Ce n’est pas un être mythique, car il n’y a pas de mythe qui
rende compte de son origine et de ses fonctions; et ce n’est pas
non plus un personnage de légende puisqu’aucun récit
semi-historique ne lui est attaché. En fait, cet être surnaturel
[p. 1580] et immuable, éternellement fixé dans sa forme et défini
par une fonction exclusive et un retour périodique, relève plutôt
de la famille des divinités; il reçoit d’ailleurs un culte de la
part des enfants, à certaines époques de l’année, sous forme de
lettres et de prières; il récompense les bons et prive les
méchants. C’est la divinité d’une classe d’âge de notre
société (classe d’âge que la croyance au Père Noël suffit
d’ailleurs à caractériser), et la seule différence entre le Père
Noël et une divinité véritable est que les adultes ne croient pas
en lui, bien qu’ils encouragent leurs enfants à y croire et qu’ils
entretiennent cette croyance par un grand nombre de mystifications.
Le
Père Noël est donc, d’abord, l’expression d’un statut
différentiel entre les petits enfants d’une part, les adolescents
et les adultes de l’autre. À cet égard, il se rattache à un
vaste ensemble de croyances et de pratiques que les ethnologues ont
étudiées dans la plupart des sociétés, à savoir les rites de
passage et d’initiation. Il y a peu de groupements humains, en
effet, où, sous une forme ou sous une autre, les enfants (parfois
aussi les femmes) ne soient exclus de la société des hommes par
l’ignorance de certains mystères ou la croyance – soigneusement
entretenue – en quelque illusion que les adultes se réservent de
dévoiler au moment opportun, consacrant ainsi l’agrégation des
jeunes générations à la leur.
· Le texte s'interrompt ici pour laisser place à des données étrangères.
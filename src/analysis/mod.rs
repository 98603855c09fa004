//! AST-backed definition and usage analysis for Python sources.
//!
//! # Architecture
//!
//! ```text
//! ┌──────────────┐     ┌───────────────┐     ┌─────────────────┐
//! │ Source Files │────▶│ PythonParser  │────▶│ ParsedFile      │
//! └──────────────┘     └───────────────┘     │ (Tree+ParentMap)│
//!                                            └─────────────────┘
//!                                                     │
//!                      ┌──────────────────────────────┼────────────────┐
//!                      ▼                              ▼                ▼
//!             ┌────────────────────┐     ┌────────────────┐   ┌──────────────┐
//!             │DefinitionExtractor │     │ ImportResolver │──▶│CallSiteResolv│
//!             └────────────────────┘     └────────────────┘   └──────────────┘
//!                      │                                               │
//!                      └──────────────▶ UsageCollector ◀───────────────┘
//!                                             │
//!                                             ▼
//!                                   UsageSampler → UsageMap
//! ```

mod calls;
mod collector;
mod definitions;
mod facts;
mod imports;
mod parse;
mod sampler;

pub use calls::{find_enclosing_function, CallSiteResolver, DefinitionIndex, Resolution};
pub use collector::{MethodUsage, UsageCollector, UsageMap};
pub use definitions::{class_chain, DefinitionExtractor};
pub use facts::{
    CallSite, EnclosingScope, MatchConfidence, MethodDefinition, MethodId, SourceFile, Span,
};
pub use imports::{ImportMap, ImportResolver};
pub use parse::{
    module_name, Ancestors, ArenaNode, ParentMap, ParseError, ParseFailure, ParsedFile,
    PythonParser,
};
pub use sampler::{UsageSampler, DEFAULT_USAGE_CAP};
Parfois, ces rites ressemblent de
façon surprenante à ceux que nous examinons en ce moment. Comment,
par exemple, ne pas être frappé de l’analogie qui existe entre le
Père Noël et les katchina
des
Indiens du Sud-Ouest des États-Unis? Ces personnages costumés et
masqués incarnent des dieux et des ancêtres; ils reviennent
périodiquement visiter leur village pour y danser, et pour punir ou
récompenser les enfants, car on s’arrange pour que ceux-ci ne
reconnaissent pas leurs parents ou familiers sous le déguisement
traditionnel. Le Père Noël appartient certainement à la même
famille, avec d’autres comparses maintenant rejetés à
l’arrière-plan : Croquemitaine, Père Fouettard, etc. Il est
extrêmement significatif que les mêmes tendances éducationnelles
qui
proscrivent aujourd’hui l’appel à des « katchina » punitives
aient abouti à exalter le personnage bienveillant du [p. 1581] Père
Noël, au lieu – comme le développement de l’esprit positif et
rationaliste aurait pu le faire supposer – de l’englober dans la
même condamnation. Il n’y a pas eu à cet égard de
rationalisation des méthodes d’éducation, car le Père Noël
n’est pas plus « rationnel » que le Père Fouettard (l’Église
a raison sur ce point) : nous assistons plutôt à un déplacement
mythique, et c’est celui-ci qu’il s’agit d’expliquer.
Il
est bien certain que rites et mythes d’initiation ont, dans les
sociétés humaines, une fonction pratique : ils aident les aînés à
maintenir leurs cadets dans l’ordre et l’obéissance. Pendant
toute l’année, nous invoquons la visite du Père Noël pour
rappeler à nos enfants que sa générosité se mesurera à leur
sagesse; et le caractère périodique de la distribution des cadeaux
sert utilement à discipliner les revendications enfantines, à
réduire à une courte période le moment où ils ont vraiment droit
à
exiger des cadeaux. Mais ce simple énoncé suffit à faire éclater
les cadres de l’explication utilitaire. Car d’où vient que les
enfants aient des droits, et que ces droits s’imposent si
impérieusement aux adultes que ceux-ci soient obligés d’élaborer
une mythologie et un rituel coûteux et compliqués pour parvenir à
les contenir et à les limiter? On voit tout de suite que la croyance
au Père Noël n’est pas seulement une mystification
infligée
plaisamment par les adultes aux enfants; c’est, dans une très
large mesure, le résultat d’une transaction
fort
onéreuse entre les deux générations. Il en est du rituel entier
comme des plantes vertes – sapin, houx, lierre, gui – dont nous
décorons nos maisons. Aujourd’hui luxe gratuit, elles furent
jadis, dans quelques régions au moins, l’objet d’un échange
entre
deux classes de la population : à la veille de Noël, en Angleterre,
jusqu’à la fin du XVIIIe siècle encore, les femmes allaient a
gooding c’est-à-dire
quêtaient de maison en maison, et elles fournissaient les donateurs
de rameaux verts en retour. Nous retrouverons les enfants dans la
même position de marchandage, et il est bon de noter ici que pour
quêter à la Saint Nicolas, les enfants se déguisaient parfois en
femmes : femmes, enfants, c’est-à-dire, dans les deux cas,
non-initiés. [p. 1582]
Or,
il est un aspect fort important des rituels d’initiation auquel on
n’a pas toujours prêté une attention suffisante, mais qui éclaire
plus profondément leur nature que les considérations utilitaires
évoquées au paragraphe précédent. Prenons comme exemple le rituel
des katchina propre aux Indiens Pueblo, dont nous avons déjà parlé.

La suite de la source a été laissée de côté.